Training: for each class $k ∈ [C]$,
- relabel examples with class k as +1, and all others as −1
- train a binary classifier hk using this new dataset
Prediction: for a new example x
- ask each hk: does this belong to class k? (i.e. $h_k(\boldsymbol{x})$)
- randomly pick among all $k$’s s.t. hk(x) = +1.
Issue: will (probably) make a mistake as long as one of $h_k$ errs. when no classifier give positive we can pick the category gives the largest $h$
One-versus-one (OvO)
adv: finer resolution of different resolution
dis: more computational, less data for each classifier
Idea: train $\left(\begin{matrix}C \ 2\end{matrix}\right)$ binary classifiers to learn “is class k or k′?”.
Training: for each pair $(k, k’)$
- relabel examples with class k as +1 and examples with class k′ as −1
- discard all other examples (use the cases in $k$ or $k’$ )

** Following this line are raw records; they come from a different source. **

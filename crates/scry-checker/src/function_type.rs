//! Function, arrow and method signatures.

use crate::return_type::analyze_return_type;
use crate::state::TypeChecker;
use crate::statements::BindingKind;
use scry_ast::{Function, Node};
use scry_binder::{ScopeKind, ScopeOptions, Symbol, SymbolId, SymbolKind};
use scry_common::TextRange;
use scry_solver::{FunctionShape, ParamInfo, TypeId};

impl TypeChecker<'_> {
    /// Type of a function-like node. `hints` are contextual parameter types,
    /// e.g. the element type for an `Array.prototype.map` callback.
    pub(crate) fn check_function(
        &mut self,
        func: &Function,
        scope_kind: ScopeKind,
        this_type: Option<TypeId>,
        hints: &[TypeId],
    ) -> TypeId {
        let shape = self.check_function_shape(func, scope_kind, this_type, None, hints);
        self.interner.function(shape)
    }

    pub(crate) fn check_function_shape(
        &mut self,
        func: &Function,
        scope_kind: ScopeKind,
        this_type: Option<TypeId>,
        function_symbol: Option<SymbolId>,
        hints: &[TypeId],
    ) -> FunctionShape {
        let mut options = ScopeOptions::with_range(TextRange::new(func.start, func.end));
        if let Some(this_type) = this_type {
            options = options.this_type(this_type);
        }
        if let Some(symbol) = function_symbol {
            options = options.function_symbol(symbol);
        }
        self.scopes.enter_scope(scope_kind, options);

        // A named function expression sees its own name.
        if scope_kind == ScopeKind::Function
            && let Some(name) = func.name()
            && self.scopes.resolve(name).is_none()
        {
            let placeholder = self.placeholder_function_type(func);
            self.scopes
                .define(Symbol::new(name, SymbolKind::Function, placeholder));
        }

        let params = self.bind_parameters(&func.params, hints);
        let is_expression_body = func.has_expression_body();
        if !is_expression_body && let Node::BlockStatement(block) = &*func.body {
            self.hoist_declarations(&block.body);
        }
        let interner = self.interner;
        let body_type = analyze_return_type(interner, &func.body, is_expression_body, self);
        self.scopes.exit_scope();

        let return_type = if func.is_generator {
            self.generator_type()
        } else if func.is_async {
            self.promise_of(body_type)
        } else {
            body_type
        };
        FunctionShape {
            params,
            return_type,
            is_async: func.is_async,
            is_generator: func.is_generator,
        }
    }

    /// Declare parameters in the current scope and describe them.
    fn bind_parameters(&mut self, params: &[Node], hints: &[TypeId]) -> Vec<ParamInfo> {
        let mut infos = Vec::with_capacity(params.len());
        for (index, param) in params.iter().enumerate() {
            let hint = hints.get(index).copied().filter(|&hint| hint != TypeId::ANY);
            let name = self.interner.intern_string(&parameter_name(param, index));
            let info = match param {
                Node::AssignmentPattern(assign) => {
                    let default_type = self.infer(&assign.right);
                    let type_id = hint.unwrap_or(default_type);
                    self.bind_pattern(&assign.left, type_id, BindingKind::Parameter);
                    ParamInfo::optional(name, type_id)
                }
                Node::RestElement(rest) => {
                    let type_id = hint
                        .filter(|&hint| self.interner.array_element(hint).is_some())
                        .unwrap_or_else(|| self.interner.array(TypeId::ANY));
                    self.bind_pattern(&rest.argument, type_id, BindingKind::Parameter);
                    ParamInfo::rest(name, type_id)
                }
                pattern => {
                    let type_id = hint.unwrap_or(TypeId::ANY);
                    self.bind_pattern(pattern, type_id, BindingKind::Parameter);
                    ParamInfo::required(name, type_id)
                }
            };
            infos.push(info);
        }
        infos
    }

    /// Signature with `any` parameters and result, used before the body has
    /// been analysed.
    pub(crate) fn placeholder_function_type(&self, func: &Function) -> TypeId {
        let params = func
            .params
            .iter()
            .enumerate()
            .map(|(index, param)| {
                let name = self.interner.intern_string(&parameter_name(param, index));
                match param {
                    Node::AssignmentPattern(_) => ParamInfo::optional(name, TypeId::ANY),
                    Node::RestElement(_) => {
                        ParamInfo::rest(name, self.interner.array(TypeId::ANY))
                    }
                    _ => ParamInfo::required(name, TypeId::ANY),
                }
            })
            .collect();
        self.interner.function(FunctionShape::new(params, TypeId::ANY))
    }

    /// Generators are approximated by their iterator protocol:
    /// `{ next: () => { value: any; done: boolean } }`.
    pub(crate) fn generator_type(&self) -> TypeId {
        let step = self
            .interner
            .object_from_pairs(&[("value", TypeId::ANY), ("done", TypeId::BOOLEAN)]);
        let next = self.interner.simple_function(&[], step);
        self.interner.object_from_pairs(&[("next", next)])
    }
}

fn parameter_name(param: &Node, index: usize) -> String {
    match param {
        Node::Identifier(ident) => ident.name.clone(),
        Node::AssignmentPattern(assign) => parameter_name(&assign.left, index),
        Node::RestElement(rest) => parameter_name(&rest.argument, index),
        _ => format!("arg{index}"),
    }
}

#[cfg(test)]
#[path = "../tests/function_type_tests.rs"]
mod tests;
use anyhow::{Context, Result};
use clap::Parser;
use std::io::IsTerminal;

use scry::cli::args::{CliArgs, OutputFormat};
use scry::cli::config::resolve_for_args;
use scry::cli::driver::{Request, analyze_file};
use scry::cli::reporter::Reporter;

const EXIT_SUCCESS: i32 = 0;
/// The input parsed but its root was not a `Program`.
const EXIT_ANALYSIS_FAILED: i32 = 1;

fn main() -> Result<()> {
    // Initialize tracing if SCRY_LOG or RUST_LOG is set (zero cost otherwise).
    scry::tracing_config::init_tracing();

    let args = CliArgs::parse();
    let options = resolve_for_args(&args)?;

    let request = Request {
        symbols: args.symbols.clone(),
        completions_at: args.completions_at,
        prefix: args.prefix.clone(),
    };
    let report = analyze_file(&args.input, &options.checker, &request)?;

    match options.format {
        OutputFormat::Json => {
            let json = serde_json::to_string_pretty(&report).context("failed to serialize report")?;
            println!("{json}");
        }
        OutputFormat::Text => {
            let color = options.color && std::io::stdout().is_terminal();
            colored::control::set_override(color);
            let rendered = Reporter::new(color).render(&report);
            if !rendered.is_empty() {
                println!("{rendered}");
            }
        }
    }

    let code = if report.success {
        EXIT_SUCCESS
    } else {
        EXIT_ANALYSIS_FAILED
    };
    std::process::exit(code);
}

- train a binary classifier h(k,k′) using this new dataset
Prediction: for a new example $\boldsymbol{x}$
- ask each classifier h(k,k′) to vote for either class k or k′
- predict the class with the most votes (break tie in some way)
More robust than one-versus-all, but slower in prediction.
imbalance problem is not a serious for generative classifier model compare to discriminative classifier
Error-Correcting Output Codes (ECOC)
Idea: based on a code $\boldsymbol{M} \in {−1, +1}^{C\times L}$ learn “is bit b on or off”. Something between OvO and OvA
Training: for each bit $b \in [L]$. L can be number of classifier
- relabel example $x_n$ as $M_{y_n,b}$
- train a binary classifier hb using this new dataset.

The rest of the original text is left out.